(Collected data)
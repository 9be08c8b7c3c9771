/// Source adapters for remote pool-data providers
///
/// Each submodule wraps one external system behind the [`SourceAdapter`]
/// trait. Adapters absorb their own transport failures and report them as
/// typed [`AdapterError`]s; nothing escapes past the orchestrator. Adding a
/// source means implementing the trait and appending it to the stack built
/// by [`default_adapters`] — no branching logic anywhere else changes.
pub mod client;
pub mod curve;
pub mod defillama;
pub mod subgraph;

use crate::catalog::PoolDescriptor;
use crate::config::CollectorConfig;
use crate::errors::{AdapterError, AdapterResult};
use crate::series::TimeSeries;
use async_trait::async_trait;
use std::sync::Arc;

pub use self::curve::CurveApiClient;
pub use self::defillama::DefiLlamaClient;
pub use self::subgraph::SubgraphClient;

/// One remote source of pool snapshots
#[async_trait]
pub trait SourceAdapter: Send + Sync {
    /// Stable name used in provenance tags and failure reports
    fn name(&self) -> &'static str;

    /// Disabled adapters return [`AdapterError::Disabled`] without any I/O
    fn is_enabled(&self) -> bool;

    /// Fetch up to `days` worth of snapshots for the pool.
    ///
    /// Implementations apply their own timeout, pacing and bounded retries,
    /// must not mutate shared state, and return ascending timestamps.
    async fn fetch(&self, pool: &PoolDescriptor, days: u32) -> AdapterResult<TimeSeries>;
}

/// Build the adapter stack in fixed priority order: primary REST API first,
/// then the subgraph, then the yield aggregator.
pub fn default_adapters(
    config: &CollectorConfig,
) -> Result<Vec<Arc<dyn SourceAdapter>>, String> {
    Ok(vec![
        Arc::new(CurveApiClient::from_config(config)?),
        Arc::new(SubgraphClient::from_config(config)?),
        Arc::new(DefiLlamaClient::from_config(config)?),
    ])
}

/// Shared guard used by every adapter's fetch entry point
pub(crate) fn ensure_enabled(enabled: bool) -> AdapterResult<()> {
    if enabled {
        Ok(())
    } else {
        Err(AdapterError::Disabled)
    }
}

/// Pull an f64 out of a JSON field that providers serialize inconsistently
/// (sometimes a number, sometimes a decimal string)
pub(crate) fn value_to_f64(value: &serde_json::Value) -> Option<f64> {
    match value {
        serde_json::Value::Number(n) => n.as_f64(),
        serde_json::Value::String(s) => s.parse::<f64>().ok(),
        _ => None,
    }
}
use anyhow::{anyhow, Context};
use clap::Parser;
use poolscope::apis::default_adapters;
use poolscope::cache::CacheStore;
use poolscope::catalog::{PoolCatalog, PoolDescriptor};
use poolscope::config::CollectorConfig;
use poolscope::logger::{self, LogTag};
use poolscope::orchestrator::FallbackOrchestrator;
use poolscope::scheduler::BatchScheduler;
use poolscope::synthetic::SyntheticGenerator;
use std::path::PathBuf;
use std::sync::Arc;
use tokio::time::{Duration, Instant};

/// Liquidity-pool time-series collector with layered source fallback
#[derive(Debug, Parser)]
#[command(name = "poolscope", version, about)]
struct Args {
    /// History window to collect, in days
    #[arg(long, default_value_t = 30)]
    days: u32,

    /// Collector configuration file (TOML); defaults apply when omitted
    #[arg(long)]
    config: Option<PathBuf>,

    /// Pool catalog file (TOML); built-in mainnet pools when omitted
    #[arg(long)]
    catalog: Option<PathBuf>,

    /// Restrict the run to these pool ids (repeatable)
    #[arg(long = "pool")]
    pools: Vec<String>,

    /// Override the cache directory from the configuration
    #[arg(long)]
    cache_dir: Option<PathBuf>,

    /// Remove cache entries older than the configured retention before the run
    #[arg(long)]
    evict: bool,

    /// Abort outstanding work after this many seconds, keeping partial results
    #[arg(long)]
    deadline_secs: Option<u64>,
}

#[tokio::main]
async fn main() -> anyhow::Result<()> {
    logger::init();
    let args = Args::parse();

    let mut config = match &args.config {
        Some(path) => CollectorConfig::from_toml_file(path)
            .with_context(|| format!("loading config from {}", path.display()))?,
        None => CollectorConfig::default(),
    };
    if let Some(dir) = &args.cache_dir {
        config.cache_dir = dir.clone();
    }

    let catalog = match &args.catalog {
        Some(path) => PoolCatalog::from_toml_file(path)
            .with_context(|| format!("loading catalog from {}", path.display()))?,
        None => PoolCatalog::builtin(),
    };

    let pools: Vec<PoolDescriptor> = if args.pools.is_empty() {
        catalog.pools().to_vec()
    } else {
        let mut selected = Vec::with_capacity(args.pools.len());
        for id in &args.pools {
            let pool = catalog
                .get(id)
                .ok_or_else(|| anyhow!("unknown pool id {:?}", id))?;
            selected.push(pool.clone());
        }
        selected
    };

    let cache = Arc::new(CacheStore::new(&config.cache_dir).context("opening cache directory")?);

    if args.evict {
        let removed = cache
            .evict(chrono::Duration::days(config.cache_retention_days))
            .context("evicting stale cache entries")?;
        logger::info(
            LogTag::Cache,
            &format!(
                "evicted {} entries older than {} days",
                removed, config.cache_retention_days
            ),
        );
    }

    let adapters = default_adapters(&config).map_err(|e| anyhow!(e))?;
    let synthetic = SyntheticGenerator::from_config(&config);
    let orchestrator = Arc::new(FallbackOrchestrator::new(
        adapters,
        synthetic,
        cache.clone(),
        config.clone(),
    ));
    let scheduler = BatchScheduler::new(orchestrator, cache.clone(), config);

    let deadline = args
        .deadline_secs
        .map(|secs| Instant::now() + Duration::from_secs(secs));

    let result = scheduler.run(&pools, args.days, deadline).await;

    for outcome in &result.outcomes {
        let origin = if outcome.from_cache {
            "cache"
        } else if outcome.synthetic_used {
            "synthetic"
        } else {
            "live"
        };
        println!(
            "{:<12} {:>5} snapshots  [{}]",
            outcome.pool_id,
            outcome.series.len(),
            origin
        );
        for failure in &outcome.failures {
            println!("{:<12}   source failure: {}", "", failure);
        }
    }
    for skipped in &result.skipped {
        println!("{:<12} skipped (deadline)", skipped);
    }
    println!(
        "done: {} ok, {} failed, {} from cache, {} synthetic fills",
        result.succeeded(),
        result.failed(),
        result.cache_hits(),
        result.synthetic_fills()
    );

    let entries = cache.entries().context("listing cache entries")?;
    println!(
        "cache: {} files ({} latest) in {}",
        entries.len(),
        entries.iter().filter(|e| e.is_latest).count(),
        cache.dir().display()
    );

    if result.succeeded() == 0 && !result.outcomes.is_empty() {
        return Err(anyhow!("no pool produced any data"));
    }

    Ok(())
}
/// Core time-series types shared by adapters, cache and scheduler
use chrono::{DateTime, Utc};
use serde::{Deserialize, Serialize};
use std::collections::BTreeMap;
use std::fmt;

/// Which data source produced a snapshot
#[derive(Debug, Clone, Copy, PartialEq, Eq, Hash, Serialize, Deserialize)]
pub enum Provenance {
    #[serde(rename = "curve_api")]
    CurveApi,
    #[serde(rename = "subgraph")]
    Subgraph,
    #[serde(rename = "defillama")]
    DefiLlama,
    #[serde(rename = "synthetic")]
    Synthetic,
}

impl Provenance {
    pub fn as_str(&self) -> &'static str {
        match self {
            Provenance::CurveApi => "curve_api",
            Provenance::Subgraph => "subgraph",
            Provenance::DefiLlama => "defillama",
            Provenance::Synthetic => "synthetic",
        }
    }

    pub fn parse(s: &str) -> Option<Provenance> {
        match s {
            "curve_api" => Some(Provenance::CurveApi),
            "subgraph" => Some(Provenance::Subgraph),
            "defillama" => Some(Provenance::DefiLlama),
            "synthetic" => Some(Provenance::Synthetic),
            _ => None,
        }
    }
}

impl fmt::Display for Provenance {
    fn fmt(&self, f: &mut fmt::Formatter<'_>) -> fmt::Result {
        f.write_str(self.as_str())
    }
}

/// One point-in-time observation of a pool's state
///
/// Balance keys are lowercase token symbols, matching the
/// `{token}_balance` columns of the persisted format.
#[derive(Debug, Clone, PartialEq, Serialize, Deserialize)]
pub struct Snapshot {
    pub timestamp: DateTime<Utc>,
    /// Pool-internal exchange-rate scalar, nominal 1.0 baseline. Always > 0.
    pub virtual_price: f64,
    pub tvl: f64,
    pub volume_24h: f64,
    /// Yield, nominally bounded [0, 1]
    pub apy: f64,
    pub balances: BTreeMap<String, f64>,
    pub provenance: Provenance,
}

/// Ordered sequence of snapshots for one pool
///
/// Always sorted ascending by timestamp with unique timestamps. Construct
/// through [`TimeSeries::merge`] or [`TimeSeries::from_snapshots`] to keep
/// that invariant.
#[derive(Debug, Clone, PartialEq, Serialize, Deserialize)]
pub struct TimeSeries {
    pub pool_id: String,
    pub snapshots: Vec<Snapshot>,
}

impl TimeSeries {
    pub fn empty(pool_id: &str) -> Self {
        Self {
            pool_id: pool_id.to_string(),
            snapshots: Vec::new(),
        }
    }

    /// Build a series from unordered snapshots; on duplicate timestamps the
    /// later element of the input wins.
    pub fn from_snapshots(pool_id: &str, snapshots: Vec<Snapshot>) -> Self {
        let tagged = snapshots
            .into_iter()
            .enumerate()
            .map(|(i, s)| (i, s))
            .collect();
        Self::merge(pool_id, tagged)
    }

    /// Merge rank-tagged snapshots into a sorted, timestamp-unique series.
    ///
    /// Equal timestamps are resolved in favor of the highest rank. Ranks are
    /// assigned explicitly by the orchestrator (adapter position in the
    /// fallback order, synthetic last) so precedence is deterministic rather
    /// than an accident of append order.
    pub fn merge(pool_id: &str, mut tagged: Vec<(usize, Snapshot)>) -> Self {
        tagged.sort_by(|a, b| a.1.timestamp.cmp(&b.1.timestamp).then(a.0.cmp(&b.0)));

        let mut snapshots: Vec<Snapshot> = Vec::with_capacity(tagged.len());
        for (_, snap) in tagged {
            match snapshots.last_mut() {
                Some(prev) if prev.timestamp == snap.timestamp => *prev = snap,
                _ => snapshots.push(snap),
            }
        }

        Self {
            pool_id: pool_id.to_string(),
            snapshots,
        }
    }

    pub fn len(&self) -> usize {
        self.snapshots.len()
    }

    pub fn is_empty(&self) -> bool {
        self.snapshots.is_empty()
    }

    /// Newest snapshot, if any
    pub fn latest(&self) -> Option<&Snapshot> {
        self.snapshots.last()
    }

    /// True when every snapshot carries the given provenance tag
    pub fn all_from(&self, provenance: Provenance) -> bool {
        !self.is_empty() && self.snapshots.iter().all(|s| s.provenance == provenance)
    }

    /// Count of snapshots not produced by the synthetic generator
    pub fn real_count(&self) -> usize {
        self.snapshots
            .iter()
            .filter(|s| s.provenance != Provenance::Synthetic)
            .count()
    }

    /// Validates the ordering invariant; used by tests and cache loading
    pub fn is_sorted_unique(&self) -> bool {
        self.snapshots
            .windows(2)
            .all(|w| w[0].timestamp < w[1].timestamp)
    }
}

#[cfg(test)]
mod tests {
    use super::*;
    use chrono::TimeZone;

    fn snap(ts_secs: i64, virtual_price: f64, provenance: Provenance) -> Snapshot {
        Snapshot {
            timestamp: Utc.timestamp_opt(ts_secs, 0).unwrap(),
            virtual_price,
            tvl: 1_000_000.0,
            volume_24h: 50_000.0,
            apy: 0.04,
            balances: BTreeMap::new(),
            provenance,
        }
    }

    #[test]
    fn merge_sorts_and_dedups() {
        let tagged = vec![
            (0, snap(300, 1.0, Provenance::CurveApi)),
            (0, snap(100, 1.0, Provenance::CurveApi)),
            (0, snap(200, 1.0, Provenance::CurveApi)),
            (1, snap(200, 1.1, Provenance::Subgraph)),
        ];

        let series = TimeSeries::merge("3pool", tagged);
        assert_eq!(series.len(), 3);
        assert!(series.is_sorted_unique());
    }

    #[test]
    fn merge_tie_break_prefers_higher_rank() {
        let tagged = vec![
            (1, snap(100, 1.5, Provenance::Subgraph)),
            (0, snap(100, 1.0, Provenance::CurveApi)),
        ];

        let series = TimeSeries::merge("3pool", tagged);
        assert_eq!(series.len(), 1);
        // Rank 1 wins even though it was pushed first
        assert_eq!(series.snapshots[0].virtual_price, 1.5);
        assert_eq!(series.snapshots[0].provenance, Provenance::Subgraph);
    }

    #[test]
    fn from_snapshots_last_write_wins() {
        let series = TimeSeries::from_snapshots(
            "frax",
            vec![
                snap(100, 1.0, Provenance::CurveApi),
                snap(100, 2.0, Provenance::Synthetic),
            ],
        );
        assert_eq!(series.len(), 1);
        assert_eq!(series.snapshots[0].virtual_price, 2.0);
    }

    #[test]
    fn provenance_round_trips_through_strings() {
        for p in [
            Provenance::CurveApi,
            Provenance::Subgraph,
            Provenance::DefiLlama,
            Provenance::Synthetic,
        ] {
            assert_eq!(Provenance::parse(p.as_str()), Some(p));
        }
        assert_eq!(Provenance::parse("unknown"), None);
    }

    #[test]
    fn real_count_ignores_synthetic() {
        let series = TimeSeries::from_snapshots(
            "mim",
            vec![
                snap(100, 1.0, Provenance::CurveApi),
                snap(200, 1.0, Provenance::Synthetic),
                snap(300, 1.0, Provenance::Subgraph),
            ],
        );
        assert_eq!(series.real_count(), 2);
        assert!(!series.all_from(Provenance::Synthetic));
    }
}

→ **Your instructions**: Give back exactly the lines from the first line of the records through the line holding "pub mod subgraph;", including both of those lines and leaving out all others.

→ **Solved problem**:
repository 9be08c8b7c3c9771
/// Source adapters for remote pool-data providers
///
/// Each submodule wraps one external system behind the [`SourceAdapter`]
/// trait. Adapters absorb their own transport failures and report them as
/// typed [`AdapterError`]s; nothing escapes past the orchestrator. Adding a
/// source means implementing the trait and appending it to the stack built
/// by [`default_adapters`] — no branching logic anywhere else changes.
pub mod client;
pub mod curve;
pub mod defillama;
pub mod subgraph;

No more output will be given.